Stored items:
┄┄┄┄┄┄┄┄┄┄
//! The built-in `cpu_f32` backend: single-precision, host-memory storage.
//!
//! The interesting kernel here is [`copy_contiguous`], which implements the
//! block-detection strategy from the storage engine's design: it finds the
//! longest trailing run of axes that are already contiguous in memory and
//! copies that run in one shot per outer index, rather than walking every
//! element one at a time.

use std::any::Any;
use std::cell::RefCell;
use std::rc::Rc;
use std::sync::atomic::{AtomicUsize, Ordering};

use rand_distr::{Distribution, StandardNormal};

use crate::backend::{Backend, BackendBuffer};
use crate::error::{Error, Result};
use crate::layout::{Layout, TENSOR_DIM};
use crate::shape::Shape;

pub const CPU_F32_BACKEND_NAME: &str = "cpu_f32";

#[derive(Debug)]
pub struct CpuF32Buffer {
    data: Rc<RefCell<Vec<f32>>>,
    layout: Layout,
}

impl CpuF32Buffer {
    fn as_cpu(buffer: &dyn BackendBuffer) -> Result<&Self> {
        buffer
            .as_any()
            .downcast_ref::<Self>()
            .ok_or_else(|| {
                Error::StorageBackendMismatch {
                    expected: CPU_F32_BACKEND_NAME,
                    got: "unknown",
                }
                .bt()
            })
    }

    fn as_cpu_mut(buffer: &mut dyn BackendBuffer) -> Result<&mut Self> {
        buffer
            .as_any_mut()
            .downcast_mut::<Self>()
            .ok_or_else(|| {
                Error::StorageBackendMismatch {
                    expected: CPU_F32_BACKEND_NAME,
                    got: "unknown",
                }
                .bt()
            })
    }
}

impl BackendBuffer for CpuF32Buffer {
    fn as_any(&self) -> &dyn Any {
        self
    }

    fn as_any_mut(&mut self) -> &mut dyn Any {
        self
    }

    fn layout(&self) -> &Layout {
        &self.layout
    }

    fn clone_handle(&self) -> Box<dyn BackendBuffer> {
        Box::new(Self {
            data: Rc::clone(&self.data),
            layout: self.layout,
        })
    }
}

/// Row-major odometer over a (possibly left-padded) fixed-rank shape.
struct IndexIter {
    shape: [usize; TENSOR_DIM],
    next: Option<[usize; TENSOR_DIM]>,
}

impl IndexIter {
    fn new(shape: [usize; TENSOR_DIM]) -> Self {
        Self {
            shape,
            next: Some([0; TENSOR_DIM]),
        }
    }
}

impl Iterator for IndexIter {
    type Item = [usize; TENSOR_DIM];

    fn next(&mut self) -> Option<Self::Item> {
        let current = self.next?;
        let mut advanced = current;
        let mut i = TENSOR_DIM;
        self.next = loop {
            if i == 0 {
                break None;
            }
            i -= 1;
            advanced[i] += 1;
            if advanced[i] < self.shape[i] {
                break Some(advanced);
            }
            advanced[i] = 0;
            if i == 0 {
                break None;
            }
        };
        Some(current)
    }
}

fn offset_of(idx: &[usize; TENSOR_DIM], strides: &[isize; TENSOR_DIM]) -> isize {
    idx.iter().zip(strides.iter()).map(|(&i, &s)| i as isize * s).sum()
}

#[derive(Debug)]
pub struct CpuF32Backend {
    num_threads: AtomicUsize,
}

impl CpuF32Backend {
    /// Resolves the worker-thread count the way the wider ecosystem this
    /// backend ships alongside does: an explicit override first, then
    /// `RAYON_NUM_THREADS`, then the number of logical CPUs.
    pub fn new() -> Self {
        let threads = std::env::var("RAYON_NUM_THREADS")
            .ok()
            .and_then(|v| v.parse::<usize>().ok())
            .filter(|&n| n > 0)
            .unwrap_or_else(num_cpus::get);
        Self {
            num_threads: AtomicUsize::new(threads.max(1)),
        }
    }

    pub fn with_num_threads(num_threads: usize) -> Self {
        Self {
            num_threads: AtomicUsize::new(num_threads.max(1)),
        }
    }

    fn num_threads(&self) -> usize {
        self.num_threads.load(Ordering::Relaxed)
    }

    /// Returns an owned, regular buffer equivalent to `buffer`: a cheap
    /// handle clone if it is already regular, otherwise a freshly
    /// materialized contiguous copy (logged, since it is a hidden cost).
    fn ensure_regular(&self, buffer: &CpuF32Buffer, context: &str) -> Result<CpuF32Buffer> {
        if buffer.layout.is_regular() {
            return Ok(CpuF32Buffer {
                data: Rc::clone(&buffer.data),
                layout: buffer.layout,
            });
        }
        log::debug!("{context}: materializing a contiguous copy of a non-regular operand");
        let mut dst = self.init(&buffer.layout.shape())?;
        let dst_buf = CpuF32Buffer::as_cpu_mut(dst.as_mut())?;
        copy_contiguous(buffer, dst_buf)?;
        Ok(CpuF32Buffer {
            data: Rc::clone(&dst_buf.data),
            layout: dst_buf.layout,
        })
    }
}

impl Default for CpuF32Backend {
    fn default() -> Self {
        Self::new()
    }
}

/// Implements the block-detection contiguous copy: the longest trailing
/// run of axes over which `src` is already contiguous-in-memory is copied
/// in single strided vector copies, one per outer index combination.
fn copy_contiguous(src: &CpuF32Buffer, dst: &mut CpuF32Buffer) -> Result<()> {
    if src.layout.size() != dst.layout.size() {
        return Err(Error::StorageShapeMismatch {
            expected: dst.layout.shape(),
            got: src.layout.shape(),
        }
        .bt());
    }
    if !dst.layout.is_contiguous() {
        return Err(Error::StorageLayoutNotContiguous { layout: dst.layout }.bt());
    }

    let shape = *src.layout.dims();
    let strides = *src.layout.strides();

    let mut block_start = TENSOR_DIM - 1;
    let mut block_size = shape[TENSOR_DIM - 1];
    for k in (1..TENSOR_DIM).rev() {
        if strides[k - 1] == shape[k] as isize * strides[k] {
            block_start = k - 1;
            block_size *= shape[k - 1];
        } else {
            break;
        }
    }
    let inner_stride = strides[TENSOR_DIM - 1];

    let src_data = src.data.borrow();
    let mut dst_data = dst.data.borrow_mut();

    let mut outer_shape = [1usize; TENSOR_DIM];
    outer_shape[..block_start].copy_from_slice(&shape[..block_start]);

    let mut dst_cursor = 0usize;
    for outer_idx in IndexIter::new(outer_shape) {
        let base = offset_of(&outer_idx, &strides);
        for j in 0..block_size {
            let src_offset = base + j as isize * inner_stride;
            dst_data[dst_cursor] = src_data[src_offset as usize];
            dst_cursor += 1;
        }
    }
    Ok(())
}

impl Backend for CpuF32Backend {
    fn name(&self) -> &'static str {
        CPU_F32_BACKEND_NAME
    }

    fn element_size(&self) -> usize {
        std::mem::size_of::<f32>()
    }

    fn init(&self, layout: &Layout) -> Result<Box<dyn BackendBuffer>> {
        let size = layout.size();
        let mut data = Vec::new();
        data.try_reserve_exact(size)
            .map_err(|_| Error::AllocFailed { elem_count: size }.bt())?;
        data.resize(size, 0f32);
        Ok(Box::new(CpuF32Buffer {
            data: Rc::new(RefCell::new(data)),
            layout: *layout,
        }))
    }

    fn free(&self, buffer: Box<dyn BackendBuffer>) -> Result<()> {
        drop(buffer);
        Ok(())
    }

    fn fill(&self, buffer: &mut dyn BackendBuffer, value: f64) -> Result<()> {
        let buffer = CpuF32Buffer::as_cpu_mut(buffer)?;
        let shape = *buffer.layout.dims();
        let strides = *buffer.layout.strides();
        if (0..TENSOR_DIM).any(|i| shape[i] > 1 && strides[i] == 0) {
            return Err(Error::InvalidArgument(
                "fill cannot write through a broadcast (stride-0) axis".into(),
            )
            .bt());
        }
        let value = value as f32;
        let mut data = buffer.data.borrow_mut();
        for idx in IndexIter::new(shape) {
            let offset = offset_of(&idx, &strides);
            data[offset as usize] = value;
        }
        Ok(())
    }

    fn fill_rand(&self, buffer: &mut dyn BackendBuffer) -> Result<()> {
        let buffer = CpuF32Buffer::as_cpu_mut(buffer)?;
        let shape = *buffer.layout.dims();
        let strides = *buffer.layout.strides();
        if (0..TENSOR_DIM).any(|i| shape[i] > 1 && strides[i] == 0) {
            return Err(Error::InvalidArgument(
                "fill_rand cannot write through a broadcast (stride-0) axis".into(),
            )
            .bt());
        }
        let mut rng = rand::thread_rng();
        let mut data = buffer.data.borrow_mut();
        for idx in IndexIter::new(shape) {
            let offset = offset_of(&idx, &strides);
            data[offset as usize] = StandardNormal.sample(&mut rng);
        }
        Ok(())
    }

    fn get(&self, buffer: &dyn BackendBuffer, idx: &[usize]) -> Result<f64> {
        let buffer = CpuF32Buffer::as_cpu(buffer)?;
        let offset = buffer.layout.flat_index(idx)?;
        Ok(buffer.data.borrow()[offset] as f64)
    }

    fn set(&self, buffer: &mut dyn BackendBuffer, idx: &[usize], value: f64) -> Result<()> {
        let buffer = CpuF32Buffer::as_cpu_mut(buffer)?;
        let offset = buffer.layout.flat_index(idx)?;
        buffer.data.borrow_mut()[offset] = value as f32;
        Ok(())
    }

    fn view(&self, src: &dyn BackendBuffer, target_layout: Layout) -> Result<Box<dyn BackendBuffer>> {
        let src = CpuF32Buffer::as_cpu(src)?;
        Ok(Box::new(CpuF32Buffer {
            data: Rc::clone(&src.data),
            layout: target_layout,
        }))
    }

    fn contiguous(&self, src: &dyn BackendBuffer, dst: &mut dyn BackendBuffer) -> Result<()> {
        let src = CpuF32Buffer::as_cpu(src)?;
        let dst = CpuF32Buffer::as_cpu_mut(dst)?;
        copy_contiguous(src, dst)
    }

    fn axpy(&self, alpha: f64, x: &dyn BackendBuffer, y: &mut dyn BackendBuffer) -> Result<()> {
        let x = CpuF32Buffer::as_cpu(x)?;
        let y = CpuF32Buffer::as_cpu_mut(y)?;
        if !y.layout.is_contiguous() {
            return Err(Error::StorageLayoutNotContiguous { layout: y.layout }.bt());
        }
        if x.layout.size() != y.layout.size() {
            return Err(Error::StorageShapeMismatch {
                expected: y.layout.shape(),
                got: x.layout.shape(),
            }
            .bt());
        }
        let x_owned;
        let x_contig: &CpuF32Buffer = if x.layout.is_contiguous() {
            x
        } else {
            log::debug!("axpy: materializing a contiguous copy of a non-contiguous operand");
            let mut tmp = self.init(&x.layout.shape())?;
            let tmp_buf = CpuF32Buffer::as_cpu_mut(tmp.as_mut())?;
            copy_contiguous(x, tmp_buf)?;
            x_owned = CpuF32Buffer {
                data: Rc::clone(&tmp_buf.data),
                layout: tmp_buf.layout,
            };
            &x_owned
        };
        let alpha = alpha as f32;
        if Rc::ptr_eq(&x_contig.data, &y.data) {
            // `x` and `y` alias the same buffer (e.g. `axpy(alpha, &t, &t,
            // None)`): borrowing `x_contig.data` and `y.data` mutably at the
            // same time would panic on one shared `RefCell`, so snapshot
            // `x`'s values first and drop that borrow before taking `y`'s.
            let snapshot: Vec<f32> = x_contig.data.borrow().clone();
            let mut y_data = y.data.borrow_mut();
            for (i, v) in snapshot.into_iter().enumerate() {
                y_data[i] += alpha * v;
            }
        } else {
            let x_data = x_contig.data.borrow();
            let mut y_data = y.data.borrow_mut();
            for i in 0..y.layout.size() {
                y_data[i] += alpha * x_data[i];
            }
        }
        Ok(())
    }

    fn gemm(
        &self,
        alpha: f64,
        a: &dyn BackendBuffer,
        b: &dyn BackendBuffer,
        beta: f64,
        c: &mut dyn BackendBuffer,
    ) -> Result<()> {
        let a = CpuF32Buffer::as_cpu(a)?;
        let b = CpuF32Buffer::as_cpu(b)?;
        let c = CpuF32Buffer::as_cpu_mut(c)?;

        let a_regular = self.ensure_regular(a, "gemm")?;
        let b_regular = self.ensure_regular(b, "gemm")?;

        let a_shape = *a_regular.layout.dims();
        let b_shape = *b_regular.layout.dims();
        let c_shape = *c.layout.dims();
        let a_strides = *a_regular.layout.strides();
        let b_strides = *b_regular.layout.strides();
        let c_strides = *c.layout.strides();

        let m = a_shape[TENSOR_DIM - 2];
        let k = a_shape[TENSOR_DIM - 1];
        let k2 = b_shape[TENSOR_DIM - 2];
        let n = b_shape[TENSOR_DIM - 1];
        if k != k2 {
            return Err(Error::StorageShapeMismatch {
                expected: a_regular.layout.shape(),
                got: b_regular.layout.shape(),
            }
            .bt());
        }
        if c_shape[TENSOR_DIM - 2] != m || c_shape[TENSOR_DIM - 1] != n {
            return Err(Error::StorageShapeMismatch {
                expected: Shape::from((m, n)),
                got: c.layout.shape(),
            }
            .bt());
        }

        let mut batch_shape = [1usize; TENSOR_DIM];
        batch_shape[..TENSOR_DIM - 2].copy_from_slice(&c_shape[..TENSOR_DIM - 2]);

        let a_rs = a_strides[TENSOR_DIM - 2];
        let a_cs = a_strides[TENSOR_DIM - 1];
        let b_rs = b_strides[TENSOR_DIM - 2];
        let b_cs = b_strides[TENSOR_DIM - 1];
        let c_rs = c_strides[TENSOR_DIM - 2];
        let c_cs = c_strides[TENSOR_DIM - 1];

        let a_data = a_regular.data.borrow();
        let b_data = b_regular.data.borrow();
        let mut c_data = c.data.borrow_mut();

        let read_dst = beta != 0.0;
        let nthreads = self.num_threads();

        for batch_idx in IndexIter::new(batch_shape) {
            let a_off = offset_of(&batch_idx, &a_strides);
            let b_off = offset_of(&batch_idx, &b_strides);
            let c_off = offset_of(&batch_idx, &c_strides);
            unsafe {
                let a_ptr = a_data.as_ptr().offset(a_off);
                let b_ptr = b_data.as_ptr().offset(b_off);
                let c_ptr = c_data.as_mut_ptr().offset(c_off);
                // gemm's `alpha` scales the pre-existing destination and
                // `beta` scales the product, the mirror image of this
                // crate's `C = alpha*(A*B) + beta*C` convention.
                gemm::gemm(
                    m,
                    n,
                    k,
                    c_ptr,
                    c_cs,
                    c_rs,
                    read_dst,
                    a_ptr,
                    a_cs,
                    a_rs,
                    b_ptr,
                    b_cs,
                    b_rs,
                    beta as f32,
                    alpha as f32,
                    false,
                    false,
                    false,
                    gemm::Parallelism::Rayon(nthreads),
                );
            }
        }
        Ok(())
    }

    fn print(&self, buffer: &dyn BackendBuffer) -> Result<String> {
        const PREVIEW_BUDGET: usize = 32;
        let buffer = CpuF32Buffer::as_cpu(buffer)?;
        let shape = buffer.layout.shape();
        let strides = *buffer.layout.strides();
        let dims = *buffer.layout.dims();
        let data = buffer.data.borrow();
        let mut preview = Vec::new();
        for idx in IndexIter::new(dims).take(PREVIEW_BUDGET) {
            let offset = offset_of(&idx, &strides);
            preview.push(data[offset as usize]);
        }
        let truncated = buffer.layout.size() > PREVIEW_BUDGET;
        Ok(format!(
            "CpuF32Storage(shape={:?}, preview={:?}{})",
            shape.dims(),
            preview,
            if truncated { ", .." } else { "" }
        ))
    }
}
┄┄┄┄┄┄┄┄┄┄
Each line of the data above containing the string "nthreads" is to be copied.

→ **SOLUTION FOR THIS PROBLEM**:
        let nthreads = self.num_threads();
                    gemm::Parallelism::Rayon(nthreads),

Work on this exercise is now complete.